А пес поднял голову и взглянул на Гоэля снизу вверх с выражением безмерной любви, словно хотел спросить: "Я хороший?"

– Да, – сказал Гоэль, – ты – хорошая собака. А сейчас ты меняешь квартиру, и если он не будет хорошо ухаживать за Шмарьяху, – тут Гоэль неожиданно повернулся в мою сторону, – если он не будет холить и лелеять Шмарьяху – я убью его на месте, я убью этого Сумхи!

Последние слова Гоэль произнес угрожающим шепотом, приблизив свое лицо к моему.

– Я? – переспросил я, еще не веря собственным ушам.

– Он, – ответил Гоэль. – Он теперь получает Шмарьяху. И я знаю, что он не шпионит в пользу англичан.

Этот пес был еще щенком, хоть и не самым маленьким и беспомощным. "Еще как он будет меня слушаться! – подумал я. – У меня он превратится в настоящего волкодава, грозного и жестокого".

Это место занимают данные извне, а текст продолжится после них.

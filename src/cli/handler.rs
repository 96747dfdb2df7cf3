use super::error;
use super::output;
use super::{Commands, ConfigAction};
use crate::app::config::Config;
use crate::ipc::client::ControlClient;
use crate::ipc::protocol::{IpcRequest, IpcResponse};
use anyhow::Result;

/// Handle a client-side CLI command and return exit code.
///
/// `serve` is not handled here; the binary runs the daemon directly.
pub async fn handle_command(command: Commands, config: &Config) -> i32 {
    let result = match command {
        Commands::Serve => Err(anyhow::anyhow!("`serve` is handled by the daemon entry point")),
        Commands::Fetch { url } => handle_fetch(config, url).await,
        Commands::List { json } => handle_list(config, json).await,
        Commands::Status { id, json } => handle_status(config, id, json).await,
        Commands::Start { id, profile } => {
            handle_simple(config, IpcRequest::Start { id, profile }).await
        }
        Commands::Dest { id, name } => {
            handle_simple(
                config,
                IpcRequest::ChangeDestination {
                    id,
                    destination: name,
                },
            )
            .await
        }
        Commands::Stop { id } => handle_simple(config, IpcRequest::Stop { id }).await,
        Commands::Ping => handle_ping(config).await,
        Commands::Config { action } => handle_config(action, config),
    };

    match result {
        Ok(code) => code,
        Err(e) => {
            eprintln!("Error: {:#}", e);
            error::ERROR
        }
    }
}

/// Exit code for an error response kind
pub fn exit_code_for(kind: &str) -> i32 {
    match kind {
        "not_found" => error::NOT_FOUND,
        "validation" | "invalid_state" => error::INVALID_INPUT,
        _ => error::ERROR,
    }
}

async fn request(config: &Config, request: IpcRequest) -> Result<IpcResponse> {
    let mut client = ControlClient::connect(config.server.port).await?;
    client.send(&request).await
}

/// Print an error or unexpected response and pick the exit code
fn report_failure(response: IpcResponse) -> i32 {
    match response {
        IpcResponse::Error { kind, message } => {
            eprintln!("Error: {}", message);
            exit_code_for(&kind)
        }
        other => {
            eprintln!("Error: unexpected response from daemon: {:?}", other);
            error::ERROR
        }
    }
}

async fn handle_fetch(config: &Config, url: String) -> Result<i32> {
    match request(config, IpcRequest::Fetch { url }).await? {
        IpcResponse::Created { download } => {
            println!("Added download #{}: {}", download.id, download.url);
            println!(
                "Choose a profile with: snare start {} <profile>  (available: {})",
                download.id,
                config
                    .profiles
                    .iter()
                    .map(|p| p.name.as_str())
                    .collect::<Vec<_>>()
                    .join(", ")
            );
            Ok(error::SUCCESS)
        }
        other => Ok(report_failure(other)),
    }
}

async fn handle_list(config: &Config, json: bool) -> Result<i32> {
    match request(config, IpcRequest::List).await? {
        IpcResponse::Downloads { downloads } => {
            println!("{}", output::format_downloads(&downloads, json));
            Ok(error::SUCCESS)
        }
        other => Ok(report_failure(other)),
    }
}

async fn handle_status(config: &Config, id: u64, json: bool) -> Result<i32> {
    match request(config, IpcRequest::Get { id }).await? {
        IpcResponse::Download { download } => {
            if json {
                println!("{}", serde_json::to_string_pretty(&download)?);
            } else {
                print!("{}", output::format_download(&download, true));
            }
            Ok(error::SUCCESS)
        }
        other => Ok(report_failure(other)),
    }
}

/// Mutations that answer with `ok {message}`
async fn handle_simple(config: &Config, req: IpcRequest) -> Result<i32> {
    match request(config, req).await? {
        IpcResponse::Ok { message } => {
            println!("{}", message);
            Ok(error::SUCCESS)
        }
        other => Ok(report_failure(other)),
    }
}

async fn handle_ping(config: &Config) -> Result<i32> {
    match request(config, IpcRequest::Ping).await? {
        IpcResponse::Pong => {
            println!("snare daemon is running on port {}", config.server.port);
            Ok(error::SUCCESS)
        }
        other => Ok(report_failure(other)),
    }
}

fn handle_config(action: ConfigAction, config: &Config) -> Result<i32> {
    match action {
        ConfigAction::Show { json } => {
            if json {
                println!("{}", serde_json::to_string_pretty(config)?);
            } else {
                println!("{}", toml::to_string_pretty(config)?);
            }
            Ok(error::SUCCESS)
        }
        ConfigAction::Path => {
            println!("{}", crate::util::paths::get_config_path()?.display());
            Ok(error::SUCCESS)
        }
    }
}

– Книгу "Собака Баскервилей" он читал когда-нибудь в своей жизни? – спросил Гоэль.

– А как же, – ответил я, – как из пушки, раза три, по крайней мере.

– Отлично. Так пусть знает, что эта собака уже обучена разрывать зубами горло английским полицейским и шпионам, если услышит слова особой команды, а эта команда – имя английского короля, которое я сейчас не стану произносить, чтобы Шмарьяху не растерзал кого-нибудь на месте.

– Понятно, – сказал я.

– И, кроме того, Шмарьяху передает записки, если его посылают. Он еще может идти по следу, если дать ему понюхать носок или что-нибудь из одежды, – добавил Гоэль. И после короткого молчания, будто принятое в результате долгих колебаний решение причиняет ему настоящую боль, пробормотал:

– Ладно. Пусть будет так. Он получит Шмарьяху в подарок. То есть в обмен. Не бесплатно, а в обмен на железную дорогу.

– Но…

– Но если он не согласен, я покажу всему классу любовные стихи, которые он написал Эсти Инбар в черной записной книжке, которую Альдо вытащил из кармана его куртки в роще Тель-Арза.

– Подлые, – процедил я сквозь сцепленные зубы, – подлые, презренные душонки (второму определению я научился у дяди Цемаха).

Гоэль посчитал, что лучше ему не замечать этого, а держаться покладисто.

– Минутку. Пусть он даст мне закончить, прежде чем начнет ругаться. В чем дело? Пусть и другим даст слово сказать. И пусть успокоится: если он согласен обменяться, то в дополнение к Шмарьяху он получит обратно свою черную записную книжку, и еще он будет принят рядовым в группу «Мстители», и еще я с ним помирюсь. А теперь пусть немного подумает и решит, что ему лучше.

В эту минуту меня охватил какой-то сладкий туман, мурашки побежали по спине, я ощутил теплый спазм в горле и радостную дрожь в коленях.

– Постой, постой! – попытался я протестовать, видя, как Гоэль начал связывать друг с другом голубые ленточки, снятые с коробки, в которой была железная дорога, но он уже изготовил из этих ленточек поводок и привязал его к ошейнику Шмарьяху.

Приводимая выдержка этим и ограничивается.